#### Description of the task:
Report back every line from the entries below in which the word "caller" occurs.
----------
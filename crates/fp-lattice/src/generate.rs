//! Waypoint generation.
//!
//! Rings are placed at `(ring + 1) * ring_spacing_m` along the initial
//! great-circle bearing from origin to destination.  Each ring fans out over
//! an angular spread derived from a lateral half-width:
//!
//! ```text
//! spread = atan(half_width / ring_distance)
//! bearing(angle) = initial_bearing − spread + angle · 2·spread / (angle_count − 1)
//! ```
//!
//! Generation stops at the first ring whose distance reaches the
//! destination, so the returned [`Waypoints`] may hold fewer rings than
//! requested.

use std::f64::consts::PI;

use log::debug;

use fp_core::{GeoPoint, NodeId};

use crate::{Lattice, LatticeError, LatticeResult, LatticeShape, build_adjacency};

/// Rings closer than this to the origin use a fixed 90° spread instead of
/// the `atan` conversion.
const NEAR_ORIGIN_M: f64 = 1_000.0;

// ── WidthProfile ──────────────────────────────────────────────────────────────

/// Lateral width of the corridor as a function of ring index.
#[derive(Copy, Clone, Debug, PartialEq)]
#[cfg_attr(feature = "serde", derive(serde::Serialize, serde::Deserialize))]
#[cfg_attr(feature = "serde", serde(tag = "kind", rename_all = "snake_case"))]
pub enum WidthProfile {
    /// Same half-width on every ring.
    Constant { half_width_m: f64 },
    /// `max_width · sin(π · ring / (rings − 1)) + base_width`: narrow at both
    /// ends, widest mid-route.
    SineBulge { max_width_m: f64, base_width_m: f64 },
}

impl WidthProfile {
    /// Half-width in metres of ring `ring` out of `ring_count` requested.
    pub fn half_width_m(&self, ring: u32, ring_count: u32) -> f64 {
        match *self {
            WidthProfile::Constant { half_width_m } => half_width_m,
            WidthProfile::SineBulge { max_width_m, base_width_m } => {
                let progress = if ring_count > 1 {
                    ring as f64 / (ring_count - 1) as f64
                } else {
                    0.0
                };
                (max_width_m * (PI * progress).sin() + base_width_m) / 2.0
            }
        }
    }

    fn is_valid(&self) -> bool {
        match *self {
            WidthProfile::Constant { half_width_m } => half_width_m.is_finite() && half_width_m >= 0.0,
            WidthProfile::SineBulge { max_width_m, base_width_m } => {
                max_width_m.is_finite()
                    && base_width_m.is_finite()
                    && max_width_m >= 0.0
                    && base_width_m >= 0.0
            }
        }
    }
}

// ── LatticeParams ─────────────────────────────────────────────────────────────

/// Requested lattice dimensions.
#[derive(Clone, Debug, PartialEq)]
#[cfg_attr(feature = "serde", derive(serde::Serialize, serde::Deserialize))]
pub struct LatticeParams {
    /// Upper bound on rings; fewer are generated if the destination is closer.
    pub ring_count: u32,
    /// Bearings sampled per ring.
    pub angle_count: u32,
    /// Radial distance between consecutive rings, metres.
    pub ring_spacing_m: f64,
    pub width: WidthProfile,
}

impl Default for LatticeParams {
    /// 29 rings × 21 angles at 200 km spacing with an 1800 km sine bulge on a
    /// 40 km base, sized for a transatlantic corridor.
    fn default() -> Self {
        Self {
            ring_count:     29,
            angle_count:    21,
            ring_spacing_m: 200_000.0,
            width: WidthProfile::SineBulge {
                max_width_m:  1_800_000.0,
                base_width_m: 40_000.0,
            },
        }
    }
}

impl LatticeParams {
    pub fn validate(&self) -> LatticeResult<()> {
        if self.angle_count == 0 {
            return Err(LatticeError::InvalidParams("angle_count must be at least 1".into()));
        }
        if !(self.ring_spacing_m.is_finite() && self.ring_spacing_m > 0.0) {
            return Err(LatticeError::InvalidParams(format!(
                "ring_spacing_m must be positive, got {}",
                self.ring_spacing_m
            )));
        }
        if !self.width.is_valid() {
            return Err(LatticeError::InvalidParams(format!(
                "width profile must be finite and non-negative: {:?}",
                self.width
            )));
        }
        Ok(())
    }
}

// ── Waypoints ─────────────────────────────────────────────────────────────────

/// Generated waypoint coordinates in node-id order.
#[derive(Clone, Debug)]
pub struct Waypoints {
    /// `positions[id]` is the coordinate of `NodeId(id)`.
    pub positions: Vec<GeoPoint>,
    pub angle_count: u32,
}

impl Waypoints {
    pub fn len(&self) -> usize {
        self.positions.len()
    }

    pub fn is_empty(&self) -> bool {
        self.positions.is_empty()
    }

    /// The largest node id, i.e. the destination.
    pub fn max_id(&self) -> NodeId {
        NodeId(self.positions.len().saturating_sub(1) as u32)
    }

    /// Actual dimensions, derived from the id range.
    pub fn shape(&self) -> LatticeResult<LatticeShape> {
        LatticeShape::from_max_id(self.max_id(), self.angle_count)
    }

    /// Wire the waypoints into a [`Lattice`] with [`build_adjacency`].
    pub fn build_lattice(&self) -> LatticeResult<Lattice> {
        build_adjacency(&self.positions, self.angle_count)
    }
}

// ── Generation ────────────────────────────────────────────────────────────────

/// Angular half-spread in degrees for a ring at `distance_m`.
pub(crate) fn angular_spread_deg(half_width_m: f64, distance_m: f64) -> f64 {
    if distance_m < NEAR_ORIGIN_M {
        90.0
    } else {
        (half_width_m / distance_m).atan().to_degrees()
    }
}

/// Bearing offset of sample `angle` across `[-spread, +spread]`.  A single
/// sample sits on the initial bearing.
pub(crate) fn angle_offset_deg(angle: u32, angle_count: u32, spread_deg: f64) -> f64 {
    if angle_count <= 1 {
        return 0.0;
    }
    let step = 2.0 * spread_deg / (angle_count - 1) as f64;
    -spread_deg + angle as f64 * step
}

/// Generate waypoints between `origin` and `destination`.
///
/// `NodeId(0)` is the origin and the last id the destination; both keep the
/// caller's exact coordinates.
pub fn generate(
    origin: GeoPoint,
    destination: GeoPoint,
    params: &LatticeParams,
) -> LatticeResult<Waypoints> {
    params.validate()?;

    let total_m = origin.distance_m(destination);
    let initial_bearing = origin.initial_bearing_deg(destination);

    let capacity = 2 + params.ring_count as usize * params.angle_count as usize;
    let mut positions = Vec::with_capacity(capacity);
    positions.push(origin);

    let mut rings = 0u32;
    for ring in 0..params.ring_count {
        let ring_distance_m = (ring + 1) as f64 * params.ring_spacing_m;
        if ring_distance_m >= total_m {
            break;
        }

        let half_width_m = params.width.half_width_m(ring, params.ring_count);
        let spread = angular_spread_deg(half_width_m, ring_distance_m);

        for angle in 0..params.angle_count {
            let bearing = initial_bearing + angle_offset_deg(angle, params.angle_count, spread);
            positions.push(origin.destination(bearing, ring_distance_m));
        }
        rings += 1;
    }

    positions.push(destination);

    if rings < params.ring_count {
        debug!(
            "lattice stopped after {rings} of {} rings ({:.0} km route, {:.0} km spacing)",
            params.ring_count,
            total_m / 1_000.0,
            params.ring_spacing_m / 1_000.0
        );
    }

    Ok(Waypoints { positions, angle_count: params.angle_count })
}
//! Min-cost priority queue with FIFO tie-breaking.
//!
//! `BinaryHeap` is a max-heap, and `f64` is not `Ord`; entries therefore
//! implement `Ord` by hand with `total_cmp` and reversed order.  Equal costs
//! pop in push order, which makes every search deterministic.

use std::cmp::Ordering;
use std::collections::BinaryHeap;

struct Entry<T> {
    cost: f64,
    seq:  u64,
    item: T,
}

impl<T> PartialEq for Entry<T> {
    fn eq(&self, other: &Self) -> bool {
        self.cmp(other) == Ordering::Equal
    }
}

impl<T> Eq for Entry<T> {}

impl<T> PartialOrd for Entry<T> {
    fn partial_cmp(&self, other: &Self) -> Option<Ordering> {
        Some(self.cmp(other))
    }
}

impl<T> Ord for Entry<T> {
    // Reversed: the smallest (cost, seq) is the heap maximum.
    fn cmp(&self, other: &Self) -> Ordering {
        other
            .cost
            .total_cmp(&self.cost)
            .then_with(|| other.seq.cmp(&self.seq))
    }
}

pub struct Frontier<T> {
    heap:     BinaryHeap<Entry<T>>,
    next_seq: u64,
}

impl<T> Frontier<T> {
    pub fn new() -> Self {
        Self { heap: BinaryHeap::new(), next_seq: 0 }
    }

    pub fn push(&mut self, cost: f64, item: T) {
        self.heap.push(Entry { cost, seq: self.next_seq, item });
        self.next_seq += 1;
    }

    /// Remove the cheapest entry; the earliest pushed wins among equals.
    pub fn pop(&mut self) -> Option<(f64, T)> {
        self.heap.pop().map(|e| (e.cost, e.item))
    }

    pub fn len(&self) -> usize {
        self.heap.len()
    }

    pub fn is_empty(&self) -> bool {
        self.heap.is_empty()
    }
}

impl<T> Default for Frontier<T> {
    fn default() -> Self {
        Self::new()
    }
}
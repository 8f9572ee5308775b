//! Error types for fp-output.

use thiserror::Error;

/// Errors that can occur when writing solver output.
#[derive(Debug, Error)]
pub enum OutputError {
    #[error("I/O error: {0}")]
    Io(#[from] std::io::Error),

    #[error("CSV write error: {0}")]
    Csv(#[from] csv::Error),

    #[cfg(feature = "sqlite")]
    #[error("SQLite error: {0}")]
    Sqlite(#[from] rusqlite::Error),
}

/// Alias for `Result<T, OutputError>`.
pub type OutputResult<T> = Result<T, OutputError>;
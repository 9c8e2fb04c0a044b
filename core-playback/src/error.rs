//! # Playback Error Types
//!
//! Errors returned by session commands and the components behind them.

use bridge_traits::BridgeError;
use core_runtime::events::SessionState;
use thiserror::Error;

/// Errors that can occur during playback operations.
#[derive(Error, Debug)]
pub enum PlaybackError {
    // ========================================================================
    // Command Errors
    // ========================================================================
    /// Transport command issued before anything was loaded into the backend.
    #[error("Backend not ready: nothing loaded")]
    NotReady,

    /// The session or backend was released.
    #[error("Playback session has been released")]
    Disposed,

    /// Command not valid in the current session state.
    #[error("Cannot {command} while {state}")]
    InvalidState {
        state: SessionState,
        command: &'static str,
    },

    /// `Play()` with nothing to play.
    #[error("Queue is empty")]
    EmptyQueue,

    /// Queue index outside the valid range.
    #[error("Queue index {index} out of range (len {len})")]
    OutOfRange { index: usize, len: usize },

    /// The host refused audio focus.
    #[error("Audio focus request denied")]
    FocusDenied,

    /// The command was superseded by a later Stop, Release or reload before
    /// the backend acknowledged it.
    #[error("Command cancelled before the backend settled")]
    Cancelled,

    /// The session owner task is gone.
    #[error("Playback session is no longer running")]
    SessionClosed,

    // ========================================================================
    // Backend Errors
    // ========================================================================
    /// A queue edit could not be mirrored to the backend timeline.
    #[error("Queue sync failed: {0}")]
    QueueSyncFailed(String),

    /// The engine reported a failure.
    #[error("Backend error: {0}")]
    BackendError(String),

    /// A host bridge call failed outside of command execution.
    #[error("Bridge error: {0}")]
    Bridge(#[from] BridgeError),

    // ========================================================================
    // Configuration Errors
    // ========================================================================
    /// Playback settings failed validation.
    #[error("Invalid playback settings: {0}")]
    Config(String),
}

impl PlaybackError {
    /// Returns `true` if the session is still usable after this error and the
    /// caller may simply retry or issue another command.
    pub fn is_recoverable(&self) -> bool {
        !matches!(
            self,
            PlaybackError::Disposed | PlaybackError::SessionClosed | PlaybackError::Config(_)
        )
    }

    /// Returns `true` if this error originates from the host engine.
    pub fn is_backend_error(&self) -> bool {
        matches!(
            self,
            PlaybackError::BackendError(_)
                | PlaybackError::QueueSyncFailed(_)
                | PlaybackError::Bridge(_)
        )
    }
}

/// Result type for playback operations.
pub type Result<T> = std::result::Result<T, PlaybackError>;
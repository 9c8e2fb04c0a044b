//! Workspace umbrella crate.
//!
//! Re-exports the playback session core so host applications can depend on
//! `media-session-workspace` alone instead of wiring `core-playback`,
//! `core-runtime`, and `bridge-traits` individually.

pub use bridge_traits;
pub use core_playback;
pub use core_runtime;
----------
#### Expected answer:
/// caller's exact coordinates.
    /// caller may simply retry or issue another command.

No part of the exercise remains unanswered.